■ What is required ■
Read through the listing, and wherever a line holds the word "messages", return it.

* * * * * * * * *

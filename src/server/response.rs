use may_minihttp::Response;
use std::collections::HashSet;
use std::sync::{Mutex, OnceLock};
use tracing::warn;

use crate::dispatcher::HandlerResponse;

/// Upper bound on distinct header lines kept for the process lifetime.
const MAX_INTERNED_HEADER_LINES: usize = 1024;

/// Headers the writer emits itself; handler copies are skipped.
const MANAGED_HEADERS: [&str; 2] = ["content-length", "date"];

/// Reason phrase for the status codes this crate produces
pub(crate) fn status_reason(status: u16) -> &'static str {
    match status {
        200 => "OK",
        201 => "Created",
        204 => "No Content",
        400 => "Bad Request",
        401 => "Unauthorized",
        403 => "Forbidden",
        404 => "Not Found",
        405 => "Method Not Allowed",
        500 => "Internal Server Error",
        503 => "Service Unavailable",
        _ => "Unknown",
    }
}

/// `may_minihttp` only accepts `&'static str` header lines. Lines are interned
/// once and reused, so a fixed set of headers costs a fixed amount of memory.
fn static_header_line(line: String) -> Option<&'static str> {
    static LINES: OnceLock<Mutex<HashSet<&'static str>>> = OnceLock::new();
    let mut lines = LINES
        .get_or_init(|| Mutex::new(HashSet::new()))
        .lock()
        .unwrap_or_else(|poisoned| poisoned.into_inner());
    intern_line(&mut lines, line, MAX_INTERNED_HEADER_LINES)
}

/// Return the interned copy of `line`, leaking a new one while the table holds
/// fewer than `capacity` lines. `None` once the table is full.
fn intern_line(
    lines: &mut HashSet<&'static str>,
    line: String,
    capacity: usize,
) -> Option<&'static str> {
    if let Some(existing) = lines.get(line.as_str()) {
        return Some(*existing);
    }
    if lines.len() >= capacity {
        return None;
    }
    let leaked: &'static str = Box::leak(line.into_boxed_str());
    lines.insert(leaked);
    Some(leaked)
}

/// Copy a [`HandlerResponse`] onto the wire response.
///
/// # Header limit
///
/// Each distinct `name: value` line is leaked once and kept for the life of the
/// process, up to 1024 lines. After that, headers whose exact line has not been
/// seen before are dropped from the response with a `warn` log; lines already
/// in the table are still sent. Handlers that put per-request values (ids,
/// timestamps) in headers use up the table quickly.
pub fn write_handler_response(res: &mut Response, resp: HandlerResponse) {
    res.status_code(resp.status as usize, status_reason(resp.status));
    for (name, value) in &resp.headers {
        if MANAGED_HEADERS
            .iter()
            .any(|managed| name.eq_ignore_ascii_case(managed))
        {
            continue;
        }
        match static_header_line(format!("{}: {}", name, value)) {
            Some(line) => {
                res.header(line);
            }
            None => warn!(header = %name, "Header table full - dropping response header"),
        }
    }
    res.body_vec(resp.body);
}

#[cfg(test)]
mod tests {
    use super::*;

    #[test]
    fn test_status_reason() {
        assert_eq!(status_reason(200), "OK");
        assert_eq!(status_reason(405), "Method Not Allowed");
        assert_eq!(status_reason(799), "Unknown");
    }

    #[test]
    fn test_header_lines_are_interned() {
        let a = static_header_line("X-Test: one".to_string()).unwrap();
        let b = static_header_line("X-Test: one".to_string()).unwrap();
        assert!(std::ptr::eq(a, b));
    }

    #[test]
    fn test_full_table_drops_new_lines_only() {
        let mut lines = HashSet::new();
        let first = intern_line(&mut lines, "X-A: 1".to_string(), 2).unwrap();
        intern_line(&mut lines, "X-B: 2".to_string(), 2).unwrap();

        assert_eq!(intern_line(&mut lines, "X-C: 3".to_string(), 2), None);
        assert_eq!(lines.len(), 2);
        let again = intern_line(&mut lines, "X-A: 1".to_string(), 2).unwrap();
        assert!(std::ptr::eq(first, again));
    }
}
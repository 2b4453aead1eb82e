//! Unit tests for CLI commands

use super::commands::{insert_command, pipeline_command, resolve_config};
use crate::cli::{Cli, Commands};
use crate::config::DEFAULT_HTTP_ADDR;
use crate::greeter::DEFAULT_GREETING;
use clap::Parser;
use std::io::Write;

#[test]
fn test_insert_command_parses() {
    let cli = Cli::try_parse_from(["patternkit", "insert", "--value", "4", "1", "3", "5"]).unwrap();

    match cli.command {
        Commands::Insert { value, items } => {
            assert_eq!(value, 4);
            assert_eq!(items, vec![1, 3, 5]);
        }
        _ => panic!("Expected Insert command"),
    }
}

#[test]
fn test_insert_accepts_negative_numbers() {
    let cli = Cli::try_parse_from(["patternkit", "insert", "-v", "-2", "-5", "0"]).unwrap();

    match cli.command {
        Commands::Insert { value, items } => {
            assert_eq!(value, -2);
            assert_eq!(items, vec![-5, 0]);
        }
        _ => panic!("Expected Insert command"),
    }
}

#[test]
fn test_insert_rejects_non_integers() {
    assert!(Cli::try_parse_from(["patternkit", "insert", "--value", "x"]).is_err());
}

#[test]
fn test_serve_http_flags() {
    let cli = Cli::try_parse_from([
        "patternkit",
        "serve-http",
        "--addr",
        "127.0.0.1:9000",
        "--log-level",
        "debug",
    ])
    .unwrap();

    assert_eq!(cli.log_level, "debug");
    match cli.command {
        Commands::ServeHttp { addr, .. } => assert_eq!(addr.as_deref(), Some("127.0.0.1:9000")),
        _ => panic!("Expected ServeHttp command"),
    }
}

#[test]
fn test_all_commands_parse() {
    let commands = vec![
        vec!["patternkit", "serve-http"],
        vec!["patternkit", "serve-greeter", "--greeting", "hi"],
        vec!["patternkit", "insert", "--value", "1"],
        vec!["patternkit", "pipeline", "1", "2"],
        vec!["patternkit", "hello", "a", "--b"],
    ];

    for args in commands {
        let cli = Cli::try_parse_from(&args);
        assert!(cli.is_ok(), "Failed to parse command: {:?}", args);
    }
}

#[test]
fn test_insert_command_output() {
    assert_eq!(insert_command(4, &[1, 3, 5, 7]).unwrap(), vec![1, 3, 4, 5, 7]);
    assert_eq!(insert_command(9, &[]).unwrap(), vec![9]);
}

#[test]
fn test_insert_command_rejects_unsorted() {
    let err = insert_command(4, &[5, 1]).unwrap_err();
    assert!(err.to_string().contains("not sorted"));
}

#[test]
fn test_pipeline_command_squares_in_order() {
    assert_eq!(pipeline_command(vec![1, -2, 3]).unwrap(), vec![1, 4, 9]);
    assert!(pipeline_command(Vec::new()).unwrap().is_empty());
}

#[test]
fn test_pipeline_command_rejects_overflow() {
    let err = pipeline_command(vec![1, 4_000_000_000, 2]).unwrap_err();
    assert_eq!(err.to_string(), "4000000000 squared overflows i64");
    assert_eq!(
        pipeline_command(vec![3_037_000_499]).unwrap(),
        vec![9_223_372_030_926_249_001]
    );
}

#[test]
fn test_resolve_config_flags_override_file() {
    let mut file = tempfile::NamedTempFile::new().unwrap();
    writeln!(file, "http:\n  addr: 127.0.0.1:7000\ngreeter:\n  addr: 127.0.0.1:7001").unwrap();

    let app = resolve_config(
        Some(file.path()),
        None,
        Some("127.0.0.1:7002".to_string()),
        Some("yo\n".to_string()),
    )
    .unwrap();
    assert_eq!(app.http.addr, "127.0.0.1:7000");
    assert_eq!(app.greeter.addr, "127.0.0.1:7002");
    assert_eq!(app.greeter.greeting, "yo\n");
}

#[test]
fn test_resolve_config_defaults_without_file() {
    let app = resolve_config(None, None, None, None).unwrap();
    assert_eq!(app.http.addr, DEFAULT_HTTP_ADDR);
    assert_eq!(app.greeter.greeting, DEFAULT_GREETING);
}

#[test]
fn test_resolve_config_missing_file_errors() {
    let dir = tempfile::tempdir().unwrap();
    let missing = dir.path().join("absent.yaml");
    assert!(resolve_config(Some(&missing), None, None, None).is_err());
}
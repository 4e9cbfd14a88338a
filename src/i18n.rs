pub use rust_i18n::t;

use crate::utils;

/// Maps an OS locale name (`zh-TW`, `ja_JP.UTF-8`, ...) onto one of the bundled locales.
pub fn match_locale(name: &str) -> &'static str {
    let lang = name.split(['-', '_', '.']).next().unwrap_or_default();
    match lang.to_ascii_lowercase().as_str() {
        "zh" => "zh-CN",
        "ja" => "ja",
        _ => "en"
    }
}

pub fn init() {
    let locale = utils::get_user_locale_name()
        .map(|name| match_locale(&name))
        .unwrap_or("en");
    rust_i18n::set_locale(locale);
}

#[cfg(test)]
mod tests {
    use super::*;

    #[test]
    fn matches_bundled_locales() {
        assert_eq!(match_locale("zh-CN"), "zh-CN");
        assert_eq!(match_locale("zh-Hant-TW"), "zh-CN");
        assert_eq!(match_locale("ja-JP"), "ja");
        assert_eq!(match_locale("ja_JP.UTF-8"), "ja");
        assert_eq!(match_locale("de-DE"), "en");
        assert_eq!(match_locale(""), "en");
    }

    #[test]
    fn translations_interpolate_values() {
        let text = t!("error.wait_failed", locale = "en", code = 5);
        assert_eq!(text, "Lost track of the application process. Error code: 5");

        let text = t!("error.unknown_code", locale = "ja");
        assert_eq!(text, "不明");
    }
}
use std::process::ExitStatus;

#[cfg(windows)]
pub fn get_user_locale_name() -> Option<String> {
    use windows::Win32::Globalization::GetUserDefaultLocaleName;

    // LOCALE_NAME_MAX_LENGTH
    let mut buffer = [0u16; 85];
    let len = unsafe { GetUserDefaultLocaleName(&mut buffer) };
    if len <= 1 {
        return None;
    }
    // len includes the terminating null
    Some(String::from_utf16_lossy(&buffer[..len as usize - 1]))
}

#[cfg(not(windows))]
pub fn get_user_locale_name() -> Option<String> {
    None
}

/// Converts a child's exit status into the code this process should exit with.
///
/// Codes are forwarded as is. On Unix a child killed by a signal has no code, so it is
/// reported the way shells do, as `128 + signal`.
pub fn exit_code(status: ExitStatus) -> i32 {
    if let Some(code) = status.code() {
        return code;
    }

    #[cfg(unix)]
    {
        use std::os::unix::process::ExitStatusExt;
        if let Some(signal) = status.signal() {
            return 128 + signal;
        }
    }

    1
}
use std::env;

fn is_windows_target() -> bool {
    env::var("CARGO_CFG_TARGET_OS").map(|os| os == "windows").unwrap_or(false)
}

fn target_name() -> String {
    println!("cargo:rerun-if-env-changed=LAUNCHER_TARGET_NAME");

    // Allow manual override
    let target_name = match env::var("LAUNCHER_TARGET_NAME") {
        Ok(name) if !name.is_empty() => name,
        _ if is_windows_target() => "imapviewer.exe".to_owned(),
        _ => "imapviewer".to_owned()
    };

    if target_name.contains(['/', '\\']) {
        panic!("LAUNCHER_TARGET_NAME must be a bare file name, got {:?}", target_name);
    }

    target_name
}

/// `1.2.3-beta.4` -> `1,2,3,0`; VERSIONINFO wants exactly four numeric fields.
fn numeric_version(version: &str) -> String {
    let release = version.split(['-', '+']).next().unwrap_or_default();
    let mut fields: Vec<u16> = release
        .split('.')
        .map(|field| field.parse().unwrap_or(0))
        .take(4)
        .collect();
    fields.resize(4, 0);

    fields.iter().map(u16::to_string).collect::<Vec<_>>().join(",")
}

fn resource_macros(target_name: &str) -> Vec<String> {
    let version = env::var("CARGO_PKG_VERSION").unwrap_or_default();
    let exe_name = format!("{}.exe", env::var("CARGO_PKG_NAME").unwrap_or_default());

    vec![
        format!("LAUNCHER_VERSION_STR=\"{}\"", version),
        format!("LAUNCHER_VERSION_NUM={}", numeric_version(&version)),
        format!("LAUNCHER_EXE_STR=\"{}\"", exe_name),
        format!("LAUNCHER_TARGET_STR=\"app/{}\"", target_name)
    ]
}

fn embed_launcher_resources(target_name: &str) {
    println!("cargo:rerun-if-changed=assets");

    if !is_windows_target() {
        return;
    }

    embed_resource::compile("assets/launcher.rc", resource_macros(target_name));
}

fn main() {
    println!("cargo:rerun-if-changed=Cargo.toml");
    println!("cargo:rerun-if-changed=locales");

    let target_name = target_name();
    println!("cargo:rustc-env=LAUNCHER_TARGET_NAME={}", target_name);

    embed_launcher_resources(&target_name);
}
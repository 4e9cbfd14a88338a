use std::{
    any::Any,
    ffi::OsString,
    io,
    panic::{self, AssertUnwindSafe},
    path::{Path, PathBuf},
    process::Command
};

use tracing::{debug, warn};

use crate::{i18n::t, report::Reporter, utils};

/// Subdirectory of the install root holding the application and its data.
pub const APP_DIR: &str = "app";
/// File name of the application inside [`APP_DIR`], fixed at build time.
pub const TARGET_NAME: &str = env!("LAUNCHER_TARGET_NAME");
pub const FAILURE_EXIT_CODE: i32 = 1;

type ExeResolver = Box<dyn Fn() -> io::Result<PathBuf>>;

pub struct Launcher {
    resolve_exe: ExeResolver,
    args: Vec<OsString>
}

impl Launcher {
    /// The OS is only asked for the executable path once the launch runs, so a
    /// failure there still ends up in [`Launcher::run`]'s report.
    pub fn from_current_exe() -> Launcher {
        let launcher = Self::with_exe_resolver(std::env::current_exe);

        #[cfg(feature = "forward_args")]
        let launcher = launcher.with_args(std::env::args_os().skip(1));

        launcher
    }

    /// Builds a launcher as if it were running from `exe_path`.
    pub fn with_exe_path(exe_path: Option<PathBuf>) -> Launcher {
        Self::with_exe_resolver(move || {
            exe_path
                .clone()
                .ok_or_else(|| io::Error::new(io::ErrorKind::NotFound, "executable path unavailable"))
        })
    }

    pub fn with_exe_resolver<F>(resolve_exe: F) -> Launcher
    where
        F: Fn() -> io::Result<PathBuf> + 'static
    {
        Launcher {
            resolve_exe: Box::new(resolve_exe),
            args: Vec::new()
        }
    }

    /// Arguments appended after the target path on the child's command line.
    pub fn with_args<I, S>(mut self, args: I) -> Launcher
    where
        I: IntoIterator<Item = S>,
        S: Into<OsString>
    {
        self.args = args.into_iter().map(Into::into).collect();
        self
    }

    pub fn install_dir(&self) -> Option<PathBuf> {
        let exe_path = match (self.resolve_exe)() {
            Ok(path) => path,
            Err(e) => {
                warn!(error = %e, "could not resolve the launcher executable path");
                return None;
            }
        };

        exe_path
            .parent()
            .filter(|dir| !dir.as_os_str().is_empty())
            .map(Path::to_path_buf)
    }

    pub fn app_dir(&self) -> Option<PathBuf> {
        Some(self.install_dir()?.join(APP_DIR))
    }

    pub fn target_path(&self) -> Option<PathBuf> {
        Some(self.app_dir()?.join(TARGET_NAME))
    }

    /// Starts the target and blocks until it exits, returning its exit code.
    pub fn launch(&self) -> Result<i32, Error> {
        let Some(app_dir) = self.app_dir() else {
            return Err(Error::TargetNotFound(Path::new(APP_DIR).join(TARGET_NAME)));
        };
        let target = app_dir.join(TARGET_NAME);
        debug!(path = %target.display(), "resolved target");

        if !is_file(&target) {
            return Err(Error::TargetNotFound(target));
        }

        let mut child = Command::new(&target)
            .args(&self.args)
            .current_dir(&app_dir)
            .spawn()
            .map_err(|source| Error::SpawnFailed { path: target.clone(), source })?;
        debug!(pid = child.id(), cwd = %app_dir.display(), "spawned target");

        // The child handle is dropped on both paths below, closing the OS handles.
        let status = child.wait().map_err(Error::WaitFailed)?;
        let code = utils::exit_code(status);
        debug!(code, "target exited");

        Ok(code)
    }

    /// Launches the target and turns every failure into one report plus
    /// [`FAILURE_EXIT_CODE`].
    pub fn run(&self, reporter: &mut dyn Reporter) -> i32 {
        run_guarded(reporter, || self.launch())
    }
}

fn run_guarded<F>(reporter: &mut dyn Reporter, f: F) -> i32
where
    F: FnOnce() -> Result<i32, Error>
{
    let result = panic::catch_unwind(AssertUnwindSafe(f))
        .unwrap_or_else(|payload| Err(Error::Unexpected(panic_message(payload.as_ref()))));

    match result {
        Ok(code) => code,
        Err(e) => {
            warn!(error = ?e, "launch failed");
            reporter.report(&e.to_string());
            FAILURE_EXIT_CODE
        }
    }
}

fn is_file(path: &Path) -> bool {
    std::fs::metadata(path)
        .map(|metadata| metadata.is_file())
        .unwrap_or(false)
}

fn panic_message(payload: &(dyn Any + Send)) -> String {
    if let Some(s) = payload.downcast_ref::<&str>() {
        (*s).to_owned()
    }
    else if let Some(s) = payload.downcast_ref::<String>() {
        s.clone()
    }
    else {
        "unknown panic".to_owned()
    }
}

#[derive(Debug)]
pub enum Error {
    TargetNotFound(PathBuf),
    SpawnFailed {
        path: PathBuf,
        source: io::Error
    },
    WaitFailed(io::Error),
    Unexpected(String)
}

impl Error {
    fn os_code(e: &io::Error) -> String {
        match e.raw_os_error() {
            Some(code) => code.to_string(),
            None => t!("error.unknown_code").into()
        }
    }
}

impl std::fmt::Display for Error {
    fn fmt(&self, f: &mut std::fmt::Formatter<'_>) -> std::fmt::Result {
        match self {
            Error::TargetNotFound(path) => write!(f, "{}", t!("error.target_not_found", path = path.display())),
            Error::SpawnFailed { path, source } => write!(
                f,
                "{}",
                t!("error.spawn_failed", path = path.display(), code = Self::os_code(source))
            ),
            Error::WaitFailed(e) => write!(f, "{}", t!("error.wait_failed", code = Self::os_code(e))),
            Error::Unexpected(details) => write!(f, "{}", t!("error.unexpected", details = details)),
        }
    }
}

impl std::error::Error for Error {
    fn source(&self) -> Option<&(dyn std::error::Error + 'static)> {
        match self {
            Error::SpawnFailed { source, .. } => Some(source),
            Error::WaitFailed(e) => Some(e),
            _ => None
        }
    }
}
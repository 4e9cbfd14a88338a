pub const DIALOG_TITLE: &str = "IMAPViewer Launcher Error";

/// Receives the user-facing message for a failed launch.
pub trait Reporter {
    fn report(&mut self, message: &str);
}

/// Shows a modal error box and writes the same text to stderr.
///
/// Platforms without a native message box only get the stderr line.
#[derive(Debug, Default, Clone, Copy)]
pub struct DialogReporter;

impl Reporter for DialogReporter {
    fn report(&mut self, message: &str) {
        show_error_box(message);
        eprintln!("{}", message);
    }
}

#[cfg(windows)]
fn show_error_box(message: &str) {
    use windows::{core::HSTRING, Win32::{Foundation::HWND, UI::WindowsAndMessaging::{MessageBoxW, MB_ICONERROR, MB_OK}}};

    unsafe {
        MessageBoxW(
            None::<&HWND>,
            &HSTRING::from(message),
            &HSTRING::from(DIALOG_TITLE),
            MB_OK | MB_ICONERROR
        );
    }
}

#[cfg(not(windows))]
fn show_error_box(_message: &str) {}

/// Keeps every reported message in memory.
#[derive(Debug, Default)]
pub struct RecordingReporter {
    messages: Vec<String>
}

impl RecordingReporter {
    pub fn new() -> RecordingReporter {
        RecordingReporter::default()
    }

    pub fn messages(&self) -> &[String] {
        &self.messages
    }
}

impl Reporter for RecordingReporter {
    fn report(&mut self, message: &str) {
        self.messages.push(message.to_owned());
    }
}
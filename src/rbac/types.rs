//! RBAC record types

use crate::identity::{UserAccount, UserId};
use crate::rbac::catalog::{Permission, Role};
use crate::storage::{Document, RecordId};
use chrono::{DateTime, Utc};
use serde::{Deserialize, Serialize};

/// Per-user authorization record.
///
/// `permissions` is a snapshot materialized from the catalog at the moment
/// the role was last assigned: a cache, not a live join. A catalog change
/// does not retroactively update existing profiles; only a role change or
/// [`crate::rbac::profiles::ProfileService::resync_permissions`] recomputes
/// them.
#[derive(Debug, Clone, Serialize, Deserialize)]
pub struct UserProfile {
    /// Record identifier
    pub id: RecordId,
    /// Owning user (unique: at most one profile per user)
    pub user_id: UserId,
    /// Assigned role
    pub role: Role,
    /// Materialized permission snapshot for `role`
    pub permissions: Vec<Permission>,
    /// Department
    pub department: String,
    /// Optional employee identifier
    pub employee_id: Option<String>,
    /// Deactivated profiles fail every permission check; there is no hard
    /// delete, this flag is the soft-delete mechanism
    pub is_active: bool,
    /// Last login, milliseconds since the Unix epoch
    pub last_login: Option<i64>,
    /// Zones this user may see; ignored entirely when the profile holds
    /// `access_all_zones`
    pub assigned_zones: Vec<String>,
}

impl Document for UserProfile {
    fn id(&self) -> RecordId {
        self.id
    }
}

/// Persisted projection of a role, kept for admin introspection and audit
#[derive(Debug, Clone, Serialize, Deserialize)]
pub struct RolePermissionRecord {
    /// Record identifier
    pub id: RecordId,
    /// The role
    pub role: Role,
    /// The role's permission list at the last reinitialize
    pub permissions: Vec<Permission>,
    /// Human-readable description
    pub description: String,
}

impl Document for RolePermissionRecord {
    fn id(&self) -> RecordId {
        self.id
    }
}

/// Append-only record of a privileged action
#[derive(Debug, Clone, Serialize, Deserialize)]
pub struct AuditLogEntry {
    /// Record identifier
    pub id: RecordId,
    /// Who acted
    pub user_id: UserId,
    /// What they did (e.g. "create_profile")
    pub action: String,
    /// Which collection/resource was touched
    pub resource: String,
    /// Specific record, when applicable
    pub resource_id: Option<String>,
    /// Free-form detail
    pub details: Option<String>,
    /// Client IP captured from the request context
    pub ip_address: Option<String>,
    /// Client user agent captured from the request context
    pub user_agent: Option<String>,
    /// When the entry was written
    pub recorded_at: DateTime<Utc>,
}

impl Document for AuditLogEntry {
    fn id(&self) -> RecordId {
        self.id
    }
}

/// Partial profile update: `None` means "leave untouched", never "clear".
///
/// Permissions are deliberately absent; a role change is the only path that
/// rewrites the materialized permission list.
#[derive(Debug, Clone, Default)]
pub struct ProfileUpdate {
    /// New role; triggers unconditional permission recomputation
    pub role: Option<Role>,
    /// New department
    pub department: Option<String>,
    /// New employee id
    pub employee_id: Option<String>,
    /// New zone assignment
    pub assigned_zones: Option<Vec<String>>,
    /// Activate/deactivate the profile
    pub is_active: Option<bool>,
}

impl ProfileUpdate {
    /// True when no field would change
    pub fn is_empty(&self) -> bool {
        self.role.is_none()
            && self.department.is_none()
            && self.employee_id.is_none()
            && self.assigned_zones.is_none()
            && self.is_active.is_none()
    }
}

/// A user account joined with its authorization profile, if one exists.
///
/// A `None` profile is the signal the UI layer uses to trigger the
/// self-service bootstrap.
#[derive(Debug, Clone, Serialize, Deserialize)]
pub struct UserWithProfile {
    /// The account
    pub user: UserAccount,
    /// The profile, absent when none has been created yet
    pub profile: Option<UserProfile>,
}

/// Outcome of a role-permission mirror reinitialization
#[derive(Debug, Clone, Serialize, Deserialize)]
pub struct InitializeOutcome {
    /// Whether the mirror was rebuilt
    pub success: bool,
    /// Operator-facing message
    pub message: String,
}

* * * * * * * * *

■ Response area ■
    messages: Vec<String>
    pub fn messages(&self) -> &[String] {
        &self.messages
        self.messages.push(message.to_owned());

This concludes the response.